- Theatrical release poster
- Directed by: Clarence Badger
- Written by: J. Grubb Alexander (adaptation & dialogue)
- Based on: "The Purple Hieroglyph" (1920 short story) by Will F. Jenkins (Murray Leinster)
- Starring: Jack Mulhall Lila Lee
- Cinematography: John F. Seitz
- Music by: Alois Reiser
- Production company: First National Pictures
- Distributed by: First National Pictures
- Release date: April 6, 1930;
- Running time: 67 minutes
- Country: United States
- Language: English

= Murder Will Out (1930 film) =

1930 film

Murder Will Out is a 1930 American pre-Code mystery film with songs produced and released by First National Pictures and directed by Clarence G. Badger. The movie stars Jack Mulhall, Lila Lee and features Noah Beery and Malcolm McGregor. The film was based on the short story The Purple Hieroglyph by Murray Leinster writing as Will F. Jenkins, which was published in Snappy Stories on March 1, 1920.

==Plot==
Leonard Staunton, a young wealthy New York club-man is engaged to Jeanne Baldwin, daughter of a U.S. Senator. Mulhall is preparing to spend a weekend at the Senator's estate. He becomes involved in the affairs of a gang of blackmailers through his efforts to help a fellow club member. When Alan Fitzhugh, a fellow club-member, arrives with a note, imprinted with a purple hieroglyph, in which he, Fitzhugh, is threatened with a horrible death. Since Fitzhugh is nervous and terrified, Leonard agrees to stay with him at his apartment that night.

A little after midnight, Fitzhugh finally recovers his nerve and Leonard takes a cab home. The next day a body, terribly mutilated beyond recognition is found. Following the funeral, Dr. Mansfield, accidentally smokes a poisoned cigarette. Leonard, Jeanne, and Lt. Condon, who claims to be in the secret service, take Dr. Mansfield to his home for an antidote. While searching for the antidote, Mansfield's body disappears. While they search for his body, they find footprints that lead to a slipper, inside of which they find another note with a purple hieroglyph.

Numerous other blackmail threats follow, demanding money from Leonard.
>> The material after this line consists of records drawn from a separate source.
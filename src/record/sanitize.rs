use super::model::{RawRecord, Record};
use tracing::debug;

/// Drops rows whose latitude or longitude can't be read as a number. Must run
/// before anything averages coordinates.
pub fn sanitize(raw: Vec<RawRecord>) -> Vec<Record> {
    let total = raw.len();
    let records: Vec<Record> = raw.into_iter().filter_map(to_record).collect();
    if records.len() < total {
        debug!(
            dropped = total - records.len(),
            "Dropped rows with invalid coordinates"
        );
    }
    records
}

fn to_record(raw: RawRecord) -> Option<Record> {
    let latitude = raw.latitude.to_number()?;
    let longitude = raw.longitude.to_number()?;
    Some(Record {
        project_name: raw.project_name,
        address: raw.address,
        district: raw.district,
        usage: raw.usage,
        site_area: raw.site_area,
        floor_area: raw.floor_area,
        total_cost: raw.total_cost,
        designer: raw.designer,
        announced: raw.announced,
        latitude,
        longitude,
        photo: raw.photo,
    })
}

/// Arithmetic mean of all record positions as (lat, lon).
pub fn mean_position(records: &[Record]) -> Option<(f64, f64)> {
    if records.is_empty() {
        return None;
    }
    let n = records.len() as f64;
    let lat = records.iter().map(|it| it.latitude).sum::<f64>() / n;
    let lon = records.iter().map(|it| it.longitude).sum::<f64>() / n;
    Some((lat, lon))
}
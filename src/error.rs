use actix_web::{error::BlockingError, http::StatusCode, HttpResponse, ResponseError};
use serde::{Deserialize, Serialize};
use std::fmt::{Display, Formatter};

#[derive(Debug)]
pub enum Error {
    IO(std::io::Error),
    Reqwest(reqwest::Error),
    SerdeJson(serde_json::Error),
    TimeFormat(time::error::Format),
    Template(minijinja::Error),
    // Stored as text, the source error is not Send
    Multipart(String),
    Blocking(BlockingError),
    InvalidInput(String),
    BoundaryFetch(String),
    CLI(String),
    Generic(String),
}

impl Display for Error {
    fn fmt(&self, f: &mut Formatter<'_>) -> std::fmt::Result {
        match self {
            Error::IO(err) => err.fmt(f),
            Error::Reqwest(err) => err.fmt(f),
            Error::SerdeJson(err) => err.fmt(f),
            Error::TimeFormat(err) => err.fmt(f),
            Error::Template(err) => err.fmt(f),
            Error::Multipart(err) => write!(f, "{}", err),
            Error::Blocking(err) => err.fmt(f),
            Error::InvalidInput(err) => write!(f, "{}", err),
            Error::BoundaryFetch(err) => write!(f, "{}", err),
            Error::CLI(err) => write!(f, "{}", err),
            Error::Generic(err) => write!(f, "{}", err),
        }
    }
}

impl std::error::Error for Error {}

impl From<&str> for Error {
    fn from(str: &str) -> Self {
        Error::Generic(str.to_owned())
    }
}

impl From<String> for Error {
    fn from(str: String) -> Self {
        Error::Generic(str)
    }
}

impl From<std::io::Error> for Error {
    fn from(error: std::io::Error) -> Self {
        Error::IO(error)
    }
}

impl From<reqwest::Error> for Error {
    fn from(error: reqwest::Error) -> Self {
        Error::Reqwest(error)
    }
}

impl From<serde_json::Error> for Error {
    fn from(error: serde_json::Error) -> Self {
        Error::SerdeJson(error)
    }
}

impl From<time::error::Format> for Error {
    fn from(error: time::error::Format) -> Self {
        Error::TimeFormat(error)
    }
}

impl From<minijinja::Error> for Error {
    fn from(error: minijinja::Error) -> Self {
        Error::Template(error)
    }
}

impl From<actix_multipart::MultipartError> for Error {
    fn from(error: actix_multipart::MultipartError) -> Self {
        Error::Multipart(error.to_string())
    }
}

impl From<BlockingError> for Error {
    fn from(error: BlockingError) -> Self {
        Error::Blocking(error)
    }
}

#[derive(Serialize, Deserialize)]
pub struct ApiError {
    pub http_code: u16,
    pub message: String,
}

impl ResponseError for Error {
    fn error_response(&self) -> HttpResponse {
        HttpResponse::build(self.status_code()).json(ApiError {
            http_code: self.status_code().as_u16(),
            message: self.to_string(),
        })
    }

    fn status_code(&self) -> StatusCode {
        match self {
            Error::InvalidInput(_) => StatusCode::BAD_REQUEST,
            Error::Multipart(_) => StatusCode::BAD_REQUEST,
            Error::BoundaryFetch(_) => StatusCode::BAD_GATEWAY,
            _ => StatusCode::INTERNAL_SERVER_ERROR,
        }
    }
}
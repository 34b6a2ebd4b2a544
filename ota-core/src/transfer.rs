/// Flash Transfer Engine
///
/// Streams a firmware image from an HTTPS URL into the flash update driver.
/// The flash session is held by a guard that aborts it on every exit path
/// except a verified commit.
use core::time::Duration;

use log::{debug, info, warn};
use sha2::{Digest, Sha256};
use thiserror::Error;

use crate::config::{OrchestratorConfig, SizePolicy, TrustAnchor};
use crate::manifest::digest_hex;
use crate::ports::{
    FlashError, FlashUpdater, HttpsRequest, ImageSize, Platform, ResponseStream, SecureTransport,
    StreamRead, TransportError,
};

pub const CHUNK_SIZE: usize = 512;
/// Shortest download URL worth a connection attempt
pub const MIN_URL_LEN: usize = 10;
/// Bound for a single blocking read; the stall timeout spans many of these
pub const READ_TIMEOUT: Duration = Duration::from_secs(5);
const PROGRESS_STEP: u8 = 10;

#[derive(Debug, Clone, PartialEq, Eq, Error)]
pub enum TransferError {
    #[error("download URL is empty or implausibly short")]
    InvalidUrl,
    #[error("connection failed: {0}")]
    Connect(TransportError),
    #[error("HTTP status {0}")]
    HttpStatus(u16),
    #[error("server did not declare a content length")]
    UnknownSize,
    #[error("declared size {0} exceeds the update slot")]
    TooLarge(u64),
    #[error("flash begin failed: {0}")]
    Begin(FlashError),
    #[error("flash write accepted {accepted} of {requested} bytes after {written} (code {code})")]
    Write { written: u32, accepted: usize, requested: usize, code: i32 },
    #[error("read failed after {written} bytes: {source}")]
    Read { written: u32, source: TransportError },
    #[error("timed out: no data for {idle:?} after {written} bytes")]
    Timeout { written: u32, idle: Duration },
    #[error("incomplete image: {written} of {expected} bytes")]
    Incomplete { written: u32, expected: u32 },
    #[error("connection closed before any data")]
    EmptyImage,
    #[error("image digest mismatch")]
    DigestMismatch,
    #[error("flash finalize failed: {0}")]
    Finalize(FlashError),
    #[error("flash driver did not report the image as finished")]
    NotFinished,
}

impl TransferError {
    pub fn is_timeout(&self) -> bool {
        matches!(self, Self::Timeout { .. })
    }
}

#[derive(Debug, Clone, Copy, PartialEq, Eq)]
pub struct TransferReport {
    pub bytes: u32,
    pub digest: [u8; 32],
}

/// Emits each 10-point progress bucket once, in increasing order
#[derive(Debug, Clone, Copy)]
pub struct ProgressTracker {
    expected: Option<u32>,
    last_bucket: u8,
}

impl ProgressTracker {
    pub fn new(expected: Option<u32>) -> Self {
        Self { expected: expected.filter(|&n| n > 0), last_bucket: 0 }
    }

    pub fn percent(&self, written: u32) -> Option<u8> {
        let total = self.expected?;
        Some((u64::from(written) * 100 / u64::from(total)).min(100) as u8)
    }

    /// Report every bucket crossed by reaching `written` bytes
    pub fn advance(&mut self, written: u32, mut emit: impl FnMut(u8)) {
        let Some(percent) = self.percent(written) else {
            return;
        };
        let bucket = percent / PROGRESS_STEP * PROGRESS_STEP;
        while self.last_bucket < bucket {
            self.last_bucket += PROGRESS_STEP;
            emit(self.last_bucket);
        }
    }
}

struct FlashSession<'f, F: FlashUpdater> {
    flash: &'f mut F,
    open: bool,
}
//! Host-based end-to-end tests for the firmware updater
//! These run the public `Updater` against scripted collaborators on the
//! development machine, not on the ESP32
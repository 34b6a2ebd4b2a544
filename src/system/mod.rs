pub mod button;
pub mod reset;

pub use button::{ButtonEvent, UpdateButton};
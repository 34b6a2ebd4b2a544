/// Get the last reset reason as a string
pub fn get_reset_reason() -> &'static str {
    let reason = unsafe { esp_idf_sys::esp_reset_reason() };

    match reason {
        esp_idf_sys::esp_reset_reason_t_ESP_RST_POWERON => "Power-on",
        esp_idf_sys::esp_reset_reason_t_ESP_RST_EXT => "External pin",
        esp_idf_sys::esp_reset_reason_t_ESP_RST_SW => "Software reset",
        esp_idf_sys::esp_reset_reason_t_ESP_RST_PANIC => "Panic",
        esp_idf_sys::esp_reset_reason_t_ESP_RST_INT_WDT => "Interrupt watchdog",
        esp_idf_sys::esp_reset_reason_t_ESP_RST_TASK_WDT => "Task watchdog",
        esp_idf_sys::esp_reset_reason_t_ESP_RST_WDT => "Other watchdog",
        esp_idf_sys::esp_reset_reason_t_ESP_RST_DEEPSLEEP => "Deep sleep",
        esp_idf_sys::esp_reset_reason_t_ESP_RST_BROWNOUT => "Brownout",
        _ => "Unknown",
    }
}

/// Label of the app partition the device booted from
pub fn running_partition() -> String {
    unsafe {
        let partition = esp_idf_sys::esp_ota_get_running_partition();
        if partition.is_null() {
            return "unknown".to_string();
        }
        std::ffi::CStr::from_ptr((*partition).label.as_ptr())
            .to_string_lossy()
            .into_owned()
    }
}

/// Keep the running image: cancels a pending rollback after an update
pub fn confirm_running_image() {
    let result = unsafe { esp_idf_sys::esp_ota_mark_app_valid_cancel_rollback() };
    if result == esp_idf_sys::ESP_OK {
        log::info!("Running image marked valid");
    } else {
        log::warn!("Could not mark running image valid: {}", result);
    }
}
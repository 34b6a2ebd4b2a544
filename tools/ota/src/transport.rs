// Host-side collaborators for the core manifest client: reqwest over rustls
// with only the given root trusted, and wall-clock time.

use std::io::{ErrorKind, Read};
use std::thread;
use std::time::{Duration, Instant};

use reqwest::blocking::{Client, Response};
use reqwest::redirect::Policy;
use reqwest::Certificate;

use ota_core::ports::{HttpsRequest, Platform, ResponseStream, SecureTransport, StreamRead, TransportError};

const MAX_REDIRECTS: usize = 5;

// reqwest does not surface OS error codes; these stand in for them
const CODE_CONNECT: i32 = -1;
const CODE_TIMEOUT: i32 = -2;
const CODE_OTHER: i32 = -3;

pub struct RustlsTransport {
    timeout_cap: Option<Duration>,
}

impl RustlsTransport {
    pub fn new(timeout_cap: Option<Duration>) -> Self {
        Self { timeout_cap }
    }

    fn client(&self, request: &HttpsRequest<'_>) -> Result<Client, TransportError> {
        let root = Certificate::from_pem(request.trust_anchor.pem().as_bytes())
            .map_err(|_| TransportError::Certificate)?;
        let timeout = match self.timeout_cap {
            Some(cap) => request.timeout.min(cap),
            None => request.timeout,
        };

        Client::builder()
            .use_rustls_tls()
            .tls_built_in_root_certs(false)
            .add_root_certificate(root)
            .https_only(true)
            .redirect(Policy::limited(MAX_REDIRECTS))
            .timeout(timeout)
            .build()
            .map_err(|_| TransportError::Connect(CODE_OTHER))
    }
}

impl SecureTransport for RustlsTransport {
    type Stream = RustlsResponse;

    fn get(&mut self, request: &HttpsRequest<'_>) -> Result<RustlsResponse, TransportError> {
        let client = self.client(request)?;
        let mut builder = client.get(request.url);
        for (name, value) in request.headers {
            builder = builder.header(*name, *value);
        }

        let response = builder.send().map_err(classify)?;
        log::debug!("GET {} -> {}", request.url, response.status());
        Ok(RustlsResponse { response })
    }
}

fn classify(e: reqwest::Error) -> TransportError {
    // rustls reports verification failures deep in the source chain
    let mut source: Option<&dyn std::error::Error> = Some(&e);
    while let Some(err) = source {
        if err.to_string().to_ascii_lowercase().contains("certificate") {
            return TransportError::Certificate;
        }
        source = err.source();
    }

    if e.is_timeout() {
        TransportError::Connect(CODE_TIMEOUT)
    } else if e.is_connect() {
        TransportError::Connect(CODE_CONNECT)
    } else {
        TransportError::Request(CODE_OTHER)
    }
}

pub struct RustlsResponse {
    response: Response,
}

impl ResponseStream for RustlsResponse {
    fn status(&self) -> u16 {
        self.response.status().as_u16()
    }

    fn content_length(&self) -> Option<u64> {
        self.response.content_length()
    }

    fn read(&mut self, buf: &mut [u8]) -> Result<StreamRead, TransportError> {
        match self.response.read(buf) {
            Ok(0) => Ok(StreamRead::Closed),
            Ok(n) => Ok(StreamRead::Data(n)),
            Err(e) if matches!(e.kind(), ErrorKind::TimedOut | ErrorKind::WouldBlock) => Ok(StreamRead::Idle),
            Err(_) => Err(TransportError::Read(CODE_OTHER)),
        }
    }
}

/// The workstation is always online and never restarts
pub struct HostPlatform {
    started: Instant,
}

impl HostPlatform {
    pub fn new() -> Self {
        Self { started: Instant::now() }
    }
}

impl Platform for HostPlatform {
    fn is_connected(&self) -> bool {
        true
    }

    fn uptime(&self) -> Duration {
        self.started.elapsed()
    }

    fn delay(&self, duration: Duration) {
        thread::sleep(duration);
    }

    fn restart(&self) {
        log::warn!("Restart requested on the host; ignoring");
    }
}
While at a Chinese garden party, Jeanne is kidnapped and a ransom is demanded from Leonard for her return. While on his way to pay the ransom, Leonard is captured by the blackmailers in a speedboat, but a United States submarine rescues both Leonard and Jeanne. The criminals turn out to be none other than Alan, Dr. Mansfield, and Lt. Condon, who concocted the scheme to get money from Leonard.

==Cast==
- Jack Mulhall as Leonard Staunton
- Lila Lee as Jeanne Baldwin
- Noah Beery as Lieutenant Condon
- Malcolm McGregor as Jack Baldwin
- Tully Marshall as Dr. Mansfield
- Alec B. Francis as Senator Baldwin
- Hedda Hopper as Aunt Pat
- Claud Allister as Alan Fitzhugh

==Songs==
The Chinese garden party sequence included a musical sequence featuring a song and exotic dance.

==Preservation status==
This film is now considered a lost film, with no film elements known to exist. The soundtrack, which was recorded on Vitaphone disks, may survive in private hands.